From the records below, find each line with the string "machine" and copy it.

◇ ◇ ◇ ◇

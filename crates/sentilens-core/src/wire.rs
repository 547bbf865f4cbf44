//! JSON shapes returned to callers of the analysis pipeline.
//!
//! Shared by the HTTP server and the CLI so both emit identical envelopes.

use serde::{Deserialize, Serialize};

use crate::analysis::{AnalysisResult, ConfidenceLevel, RawScores, Sentiment, SourceKind};

pub const STATUS_SUCCESS: &str = "success";
pub const STATUS_ERROR: &str = "error";

/// Flattened, display-oriented view of an [`AnalysisResult`].
///
/// Scores are rounded to three decimals. Presentation fields (`emoji`,
/// `color`, `details`) are derived and optional on the way back in, so a
/// client can post a trimmed object to the report endpoint.
#[derive(Debug, Clone, PartialEq, Serialize, Deserialize)]
pub struct AnalysisPayload {
    pub sentiment: Sentiment,
    #[serde(default)]
    pub emoji: String,
    #[serde(default)]
    pub color: String,
    pub polarity: f64,
    pub subjectivity: f64,
    pub vader_compound: f64,
    pub confidence: ConfidenceLevel,
    pub word_count: usize,
    pub character_count: usize,
    #[serde(default)]
    pub details: String,
}

impl From<&AnalysisResult> for AnalysisPayload {
    fn from(result: &AnalysisResult) -> Self {
        Self {
            sentiment: result.sentiment,
            emoji: result.sentiment.emoji().to_string(),
            color: result.sentiment.color().to_string(),
            polarity: round3(result.raw_scores.polarity),
            subjectivity: round3(result.raw_scores.subjectivity),
            vader_compound: round3(result.raw_scores.compound),
            confidence: result.confidence_level,
            word_count: result.word_count,
            character_count: result.char_count,
            details: result.details(),
        }
    }
}

impl AnalysisPayload {
    /// Rebuild an [`AnalysisResult`] from a payload a client sent back,
    /// pairing it with the preview text that accompanied it.
    #[must_use]
    pub fn into_result(self, text_preview: String) -> AnalysisResult {
        AnalysisResult {
            sentiment: self.sentiment,
            confidence_level: self.confidence,
            raw_scores: RawScores {
                polarity: self.polarity,
                subjectivity: self.subjectivity,
                compound: self.vader_compound,
            },
            word_count: self.word_count,
            char_count: self.character_count,
            text_preview,
        }
    }
}

/// Success envelope for one analysis.
#[derive(Debug, Clone, Serialize)]
pub struct AnalyzeResponse {
    pub status: &'static str,
    /// The result's text preview.
    pub text: String,
    pub analysis: AnalysisPayload,
    pub analysis_type: SourceKind,
}

impl AnalyzeResponse {
    #[must_use]
    pub fn new(source_kind: SourceKind, result: &AnalysisResult) -> Self {
        Self {
            status: STATUS_SUCCESS,
            text: result.text_preview.clone(),
            analysis: AnalysisPayload::from(result),
            analysis_type: source_kind,
        }
    }
}

/// Failure envelope. `code` is a stable machine-readable category.
#[derive(Debug, Clone, Serialize)]
pub struct ErrorResponse {
    pub status: &'static str,
    pub code: String,
    pub message: String,
}

impl ErrorResponse {
    pub fn new(code: impl Into<String>, message: impl Into<String>) -> Self {
        Self {
            status: STATUS_ERROR,
            code: code.into(),
            message: message.into(),
        }
    }
}

fn round3(value: f64) -> f64 {
    (value * 1000.0).round() / 1000.0
}
fn build_cors() -> CorsLayer {
    CorsLayer::new()
        .allow_origin(tower_http::cors::Any)
        .allow_methods([Method::GET, Method::POST])
        .allow_headers([
            header::CONTENT_TYPE,
            HeaderName::from_static(REQUEST_ID_HEADER),
        ])
        .expose_headers([
            header::CONTENT_DISPOSITION,
            HeaderName::from_static(REQUEST_ID_HEADER),
        ])
}

pub fn build_app(state: AppState, max_upload_bytes: usize) -> Router {
    Router::new()
        .route("/api/v1/health", get(health))
        .route("/api/v1/analyze", post(analyze::analyze))
        .route("/api/v1/report", post(report::report))
        .layer(
            ServiceBuilder::new()
                .layer(build_cors())
                .layer(axum::middleware::from_fn(request_id))
                .layer(TraceLayer::new_for_http())
                .layer(DefaultBodyLimit::max(max_upload_bytes)),
        )
        .with_state(state)
}

async fn health() -> impl IntoResponse {
    Json(HealthData { status: "ok" })
}
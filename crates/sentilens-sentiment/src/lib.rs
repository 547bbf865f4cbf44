//! Sentiment analysis pipeline for SentiLens.
//!
//! Turns one of three sources (typed text, an uploaded document, a web page)
//! into plain text, scores it with two independent lexicon models, and fuses
//! both signals into a single label with a confidence grade.

pub mod error;
pub mod fusion;
pub mod models;
pub mod pipeline;
pub mod scorer;
pub mod sources;
pub mod types;

pub use error::AnalysisError;
pub use fusion::fuse;
pub use pipeline::{AnalysisOutcome, Analyzer};
pub use scorer::score;
pub use sources::{DocumentError, DocumentKind, RawInput, SourceExtractor};
pub use types::{ExtractorConfig, PlainText, MIN_TEXT_CHARS};
use axum::{extract::Request, http::HeaderValue, middleware::Next, response::Response};
use uuid::Uuid;

pub const REQUEST_ID_HEADER: &str = "x-request-id";

/// Newtype wrapping a request ID string, stored as a request extension.
#[derive(Debug, Clone)]
pub struct RequestId(pub String);

/// Axum middleware that extracts or generates a request ID.
///
/// If the incoming request has an `x-request-id` header, that value is used.
/// Otherwise a new `UUIDv4` is generated. The ID is:
/// - Inserted into request extensions as [`RequestId`]
/// - Set on the response as the `x-request-id` header
pub async fn request_id(mut req: Request, next: Next) -> Response {
    let id = incoming_id(req.headers().get(REQUEST_ID_HEADER))
        .map_or_else(|| Uuid::new_v4().to_string(), String::from);

    req.extensions_mut().insert(RequestId(id.clone()));

    let mut res = next.run(req).await;

    if let Ok(val) = HeaderValue::from_str(&id) {
        res.headers_mut().insert(REQUEST_ID_HEADER, val);
    }

    res
}

fn incoming_id(value: Option<&HeaderValue>) -> Option<&str> {
    value
        .and_then(|v| v.to_str().ok())
        .map(str::trim)
        .filter(|s| !s.is_empty())
}
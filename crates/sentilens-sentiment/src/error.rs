use thiserror::Error;

use crate::sources::DocumentError;

/// Every way an analysis request can fail.
///
/// `Display` is the short message shown to users; lower-level causes stay
/// reachable through [`std::error::Error::source`] for logging.
#[derive(Debug, Error)]
pub enum AnalysisError {
    #[error("No text provided")]
    EmptyInput,

    #[error("Invalid file type (allowed: txt, pdf, docx)")]
    UnsupportedType { extension: Option<String> },

    #[error("Could not read the uploaded document")]
    ExtractionFailure {
        #[source]
        source: DocumentError,
    },

    #[error("Provide more text for analysis")]
    NoUsableContent { min_chars: usize },
}

impl AnalysisError {
    /// Stable machine-readable category, used by transports for status mapping.
    #[must_use]
    pub fn code(&self) -> &'static str {
        match self {
            AnalysisError::EmptyInput => "empty_input",
            AnalysisError::UnsupportedType { .. } => "unsupported_type",
            AnalysisError::ExtractionFailure { .. } => "extraction_failure",
            AnalysisError::NoUsableContent { .. } => "no_usable_content",
        }
    }
}

impl From<DocumentError> for AnalysisError {
    fn from(source: DocumentError) -> Self {
        AnalysisError::ExtractionFailure { source }
    }
}
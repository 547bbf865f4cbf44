//! `.docx` text extraction: paragraph text from `word/document.xml`.

use std::fs::File;
use std::io::Read;
use std::path::Path;

use quick_xml::events::Event;
use quick_xml::Reader;

use super::DocumentError;

const DOCUMENT_PART: &str = "word/document.xml";

/// Read every paragraph of a `.docx` in document order, joined by single
/// spaces.
pub(super) fn extract_docx_text(path: &Path) -> Result<String, DocumentError> {
    let mut archive = zip::ZipArchive::new(File::open(path)?)?;
    let mut xml = String::new();
    archive.by_name(DOCUMENT_PART)?.read_to_string(&mut xml)?;
    let paragraphs = parse_paragraphs(&xml)?;
    Ok(paragraphs.join(" "))
}

/// Collect the text of each `<w:p>` element.
///
/// Run text comes from `<w:t>`; `<w:tab/>` and `<w:br/>` become a tab and
/// a newline. Empty paragraphs are kept so spacing matches the source.
/// Paragraphs nested inside another (text boxes) are emitted when they
/// close, and the enclosing paragraph keeps its own text around them.
fn parse_paragraphs(xml: &str) -> Result<Vec<String>, DocumentError> {
    let mut reader = Reader::from_str(xml);

    let mut paragraphs = Vec::new();
    let mut open: Vec<String> = Vec::new();
    let mut in_text = false;

    loop {
        match reader.read_event()? {
            Event::Start(e) => match e.name().as_ref() {
                b"w:p" => open.push(String::new()),
                b"w:t" => in_text = true,
                _ => {}
            },
            Event::Empty(e) => match (e.name().as_ref(), open.last_mut()) {
                (b"w:p", _) => paragraphs.push(String::new()),
                (b"w:tab", Some(current)) => current.push('\t'),
                (b"w:br" | b"w:cr", Some(current)) => current.push('\n'),
                _ => {}
            },
            Event::End(e) => match e.name().as_ref() {
                b"w:p" => {
                    if let Some(done) = open.pop() {
                        paragraphs.push(done);
                    }
                }
                b"w:t" => in_text = false,
                _ => {}
            },
            Event::Text(e) if in_text => {
                if let Some(current) = open.last_mut() {
                    match e.unescape() {
                        Ok(text) => current.push_str(&text),
                        Err(err) => {
                            tracing::debug!(
                                error = %err,
                                "keeping run text with unresolved entity as-is"
                            );
                            current.push_str(&String::from_utf8_lossy(&e));
                        }
                    }
                }
            }
            Event::CData(e) if in_text => {
                if let Some(current) = open.last_mut() {
                    current.push_str(&String::from_utf8_lossy(e.as_ref()));
                }
            }
            Event::Eof => break,
            _ => {}
        }
    }

    Ok(paragraphs)
}
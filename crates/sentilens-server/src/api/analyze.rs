use axum::{
    extract::{multipart::{MultipartError, MultipartRejection}, Multipart, State},
    http::StatusCode,
    Extension, Json,
};
use sentilens_core::AnalyzeResponse;
use sentilens_sentiment::RawInput;

use crate::middleware::RequestId;

use super::{ApiError, AppState};

/// Fields of an analyze form. Unknown parts are ignored.
#[derive(Debug, Default)]
struct AnalyzeForm {
    analysis_type: Option<String>,
    text: Option<String>,
    url: Option<String>,
    file: Option<UploadedFile>,
}

#[derive(Debug)]
struct UploadedFile {
    filename: String,
    bytes: Vec<u8>,
}

impl AnalyzeForm {
    async fn read(mut multipart: Multipart) -> Result<Self, ApiError> {
        let mut form = Self::default();
        while let Some(field) = multipart.next_field().await.map_err(multipart_error)? {
            let name = field.name().unwrap_or_default().to_string();
            match name.as_str() {
                "analysis_type" => {
                    form.analysis_type = Some(field.text().await.map_err(multipart_error)?);
                }
                "text" => {
                    form.text = Some(field.text().await.map_err(multipart_error)?);
                }
                "url" => {
                    form.url = Some(field.text().await.map_err(multipart_error)?);
                }
                "file" => {
                    let filename = field.file_name().unwrap_or_default().to_string();
                    let bytes = field.bytes().await.map_err(multipart_error)?;
                    form.file = Some(UploadedFile {
                        filename,
                        bytes: bytes.to_vec(),
                    });
                }
                other => tracing::debug!(field = other, "ignoring unknown form field"),
            }
        }
        Ok(form)
    }

    /// Pick the input named by `analysis_type` (default `text`).
    fn into_input(self) -> Result<RawInput, ApiError> {
        let analysis_type = self
            .analysis_type
            .as_deref()
            .map(str::trim)
            .filter(|t| !t.is_empty())
            .unwrap_or("text")
            .to_ascii_lowercase();

        match analysis_type.as_str() {
            "text" => Ok(RawInput::Text(self.text.unwrap_or_default())),
            "url" => match self.url {
                Some(url) if !url.trim().is_empty() => Ok(RawInput::Url(url)),
                _ => Err(ApiError::bad_request("No URL provided")),
            },
            "file" => match self.file {
                Some(file) if !file.filename.trim().is_empty() => Ok(RawInput::Document {
                    bytes: file.bytes,
                    filename: file.filename,
                }),
                _ => Err(ApiError::bad_request("No file provided")),
            },
            other => Err(ApiError::bad_request(format!("Unknown analysis type: {other}"))),
        }
    }
}

fn multipart_error(error: MultipartError) -> ApiError {
    if error.status() == StatusCode::PAYLOAD_TOO_LARGE {
        ApiError::payload_too_large()
    } else {
        ApiError::bad_request(error.body_text())
    }
}

pub(super) async fn analyze(
    State(state): State<AppState>,
    Extension(req_id): Extension<RequestId>,
    multipart: Result<Multipart, MultipartRejection>,
) -> Result<Json<AnalyzeResponse>, ApiError> {
    let multipart = multipart.map_err(|rejection| ApiError::bad_request(rejection.body_text()))?;
    let input = AnalyzeForm::read(multipart).await?.into_input()?;
    let kind = input.kind();

    let outcome = state.analyzer.analyze(input).await.map_err(|e| {
        tracing::info!(
            request_id = %req_id.0,
            source = kind.as_str(),
            code = e.code(),
            "analysis rejected"
        );
        ApiError::from(e)
    })?;

    Ok(Json(AnalyzeResponse::new(outcome.source_kind, &outcome.result)))
}
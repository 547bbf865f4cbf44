//! Rule-based valence model producing a normalized compound score.
//!
//! Each lexicon word contributes its valence, adjusted by shouting (all-caps
//! words in mixed-case text), by boosters and dampeners in the three words
//! before it, by negations in the same window and by a contrastive "but".
//! Exclamation and repeated question marks push the sum further from zero.
//! The sum is normalized into `[-1.0, 1.0]`.

use std::collections::{HashMap, HashSet};
use std::sync::LazyLock;

use super::valence_lexicon::{BOOSTERS, DAMPENERS, LEXICON, NEGATIONS};

const BOOST_INCREMENT: f64 = 0.293;
const DAMPEN_INCREMENT: f64 = -0.293;
const CAPS_INCREMENT: f64 = 0.733;
const NEGATION_SCALAR: f64 = -0.74;
const EXCLAMATION_INCREMENT: f64 = 0.292;
const MAX_EXCLAMATIONS: usize = 4;
const QUESTION_INCREMENT: f64 = 0.18;
const MAX_QUESTION_EMPHASIS: f64 = 0.96;
const NORMALIZATION_ALPHA: f64 = 15.0;
/// Distance scaling for modifiers one, two and three words back.
const WINDOW_SCALES: [f64; 3] = [1.0, 0.95, 0.9];

static VALENCES: LazyLock<HashMap<&'static str, f64>> =
    LazyLock::new(|| LEXICON.iter().copied().collect());
static BOOSTER_SET: LazyLock<HashSet<&'static str>> =
    LazyLock::new(|| BOOSTERS.iter().copied().collect());
static DAMPENER_SET: LazyLock<HashSet<&'static str>> =
    LazyLock::new(|| DAMPENERS.iter().copied().collect());

/// Compound score for `text` in `[-1.0, 1.0]`. Text with no lexicon words
/// scores exactly `0.0`.
#[must_use]
pub fn compound(text: &str) -> f64 {
    let words = words(text);
    if words.is_empty() {
        return 0.0;
    }
    let lowered: Vec<String> = words.iter().map(|w| w.to_lowercase()).collect();
    let cap_diff = has_cap_differential(&words);

    let mut valences: Vec<f64> = (0..words.len())
        .map(|i| word_valence(i, &words, &lowered, cap_diff))
        .collect();
    apply_but_shift(&lowered, &mut valences);

    let mut sum: f64 = valences.iter().sum();
    if sum.abs() < f64::EPSILON {
        return 0.0;
    }
    let emphasis = punctuation_emphasis(text);
    if sum > 0.0 {
        sum += emphasis;
    } else {
        sum -= emphasis;
    }
    normalize(sum)
}

fn word_valence(i: usize, words: &[String], lowered: &[String], cap_diff: bool) -> f64 {
    let word = lowered[i].as_str();
    if is_modifier(word) {
        return 0.0;
    }
    let Some(&base) = VALENCES.get(word) else {
        return 0.0;
    };

    let mut valence = base;
    if cap_diff && is_all_caps(&words[i]) {
        valence += CAPS_INCREMENT.copysign(valence);
    }

    for (distance, scale) in WINDOW_SCALES.iter().enumerate() {
        let Some(j) = i.checked_sub(distance + 1) else {
            break;
        };
        let previous = lowered[j].as_str();
        if VALENCES.contains_key(previous) {
            continue;
        }
        valence += modifier_scalar(previous, &words[j], valence, cap_diff) * scale;
        if is_negated(previous) {
            valence *= NEGATION_SCALAR;
        }
    }
    valence
}

fn is_modifier(word: &str) -> bool {
    BOOSTER_SET.contains(word) || DAMPENER_SET.contains(word)
}

fn modifier_scalar(lowered: &str, original: &str, valence: f64, cap_diff: bool) -> f64 {
    let increment = if BOOSTER_SET.contains(lowered) {
        BOOST_INCREMENT
    } else if DAMPENER_SET.contains(lowered) {
        DAMPEN_INCREMENT
    } else {
        return 0.0;
    };
    let mut scalar = if valence < 0.0 { -increment } else { increment };
    if cap_diff && is_all_caps(original) {
        scalar += CAPS_INCREMENT.copysign(valence);
    }
    scalar
}

fn is_negated(word: &str) -> bool {
    if word.ends_with("n't") {
        return true;
    }
    let bare: String = word.chars().filter(|c| *c != '\'').collect();
    NEGATIONS.contains(&bare.as_str())
}

/// Words before a contrastive "but" count half, words after count one and a
/// half times.
fn apply_but_shift(lowered: &[String], valences: &mut [f64]) {
    let Some(pivot) = lowered.iter().position(|w| w == "but") else {
        return;
    };
    for (i, valence) in valences.iter_mut().enumerate() {
        if i < pivot {
            *valence *= 0.5;
        } else if i > pivot {
            *valence *= 1.5;
        }
    }
}

fn punctuation_emphasis(text: &str) -> f64 {
    let exclamations = text.matches('!').count().min(MAX_EXCLAMATIONS);
    let questions = text.matches('?').count();
    #[allow(clippy::cast_precision_loss)]
    let mut emphasis = exclamations as f64 * EXCLAMATION_INCREMENT;
    if questions > 1 {
        #[allow(clippy::cast_precision_loss)]
        let question_emphasis = if questions <= 3 {
            questions as f64 * QUESTION_INCREMENT
        } else {
            MAX_QUESTION_EMPHASIS
        };
        emphasis += question_emphasis;
    }
    emphasis
}

fn normalize(sum: f64) -> f64 {
    (sum / (sum * sum + NORMALIZATION_ALPHA).sqrt()).clamp(-1.0, 1.0)
}

/// Whitespace tokens with surrounding punctuation removed and typographic
/// apostrophes folded to `'`. Single-character tokens carry no sentiment and
/// are dropped.
fn words(text: &str) -> Vec<String> {
    text.split_whitespace()
        .map(|token| token.trim_matches(|c: char| !c.is_alphanumeric()))
        .filter(|word| word.chars().count() > 1)
        .map(|word| word.replace(['\u{2018}', '\u{2019}'], "'"))
        .collect()
}

fn is_all_caps(word: &str) -> bool {
    word.chars().any(char::is_alphabetic)
        && word
            .chars()
            .filter(|c| c.is_alphabetic())
            .all(char::is_uppercase)
}

/// True when some but not all words are shouted.
fn has_cap_differential(words: &[String]) -> bool {
    let shouted = words.iter().filter(|w| is_all_caps(w)).count();
    shouted > 0 && shouted < words.len()
}
use encoding8::ascii;
use std::fmt::Write;

const WIDTH: usize = 16;

/// Formats the slice in a pretty way, 16 bytes to a row, with the printable
/// ascii characters alongside.
pub fn hexdump(slice: &[u8]) -> String {
    let mut out = String::new();

    for (i, row) in slice.chunks(WIDTH).enumerate() {
        let row_hex: String = row.iter().map(|x| format!("{0:02X} ", x)).collect();

        // For each byte on this row, only print out the ascii printable ones.
        let row_str: String = row
            .iter()
            .map(|x| {
                if ascii::is_printable(*x) {
                    *x as char
                } else {
                    '.'
                }
            })
            .collect();

        // Writing to a String can't fail.
        let _ = writeln!(out, "{0:>08x}: {1:<48} {2:}", i * WIDTH, row_hex, row_str);
    }

    out
}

◇ ◇ ◇ ◇

## Your response
/// Failure envelope. `code` is a stable machine-readable category.
    /// Stable machine-readable category, used by transports for status mapping.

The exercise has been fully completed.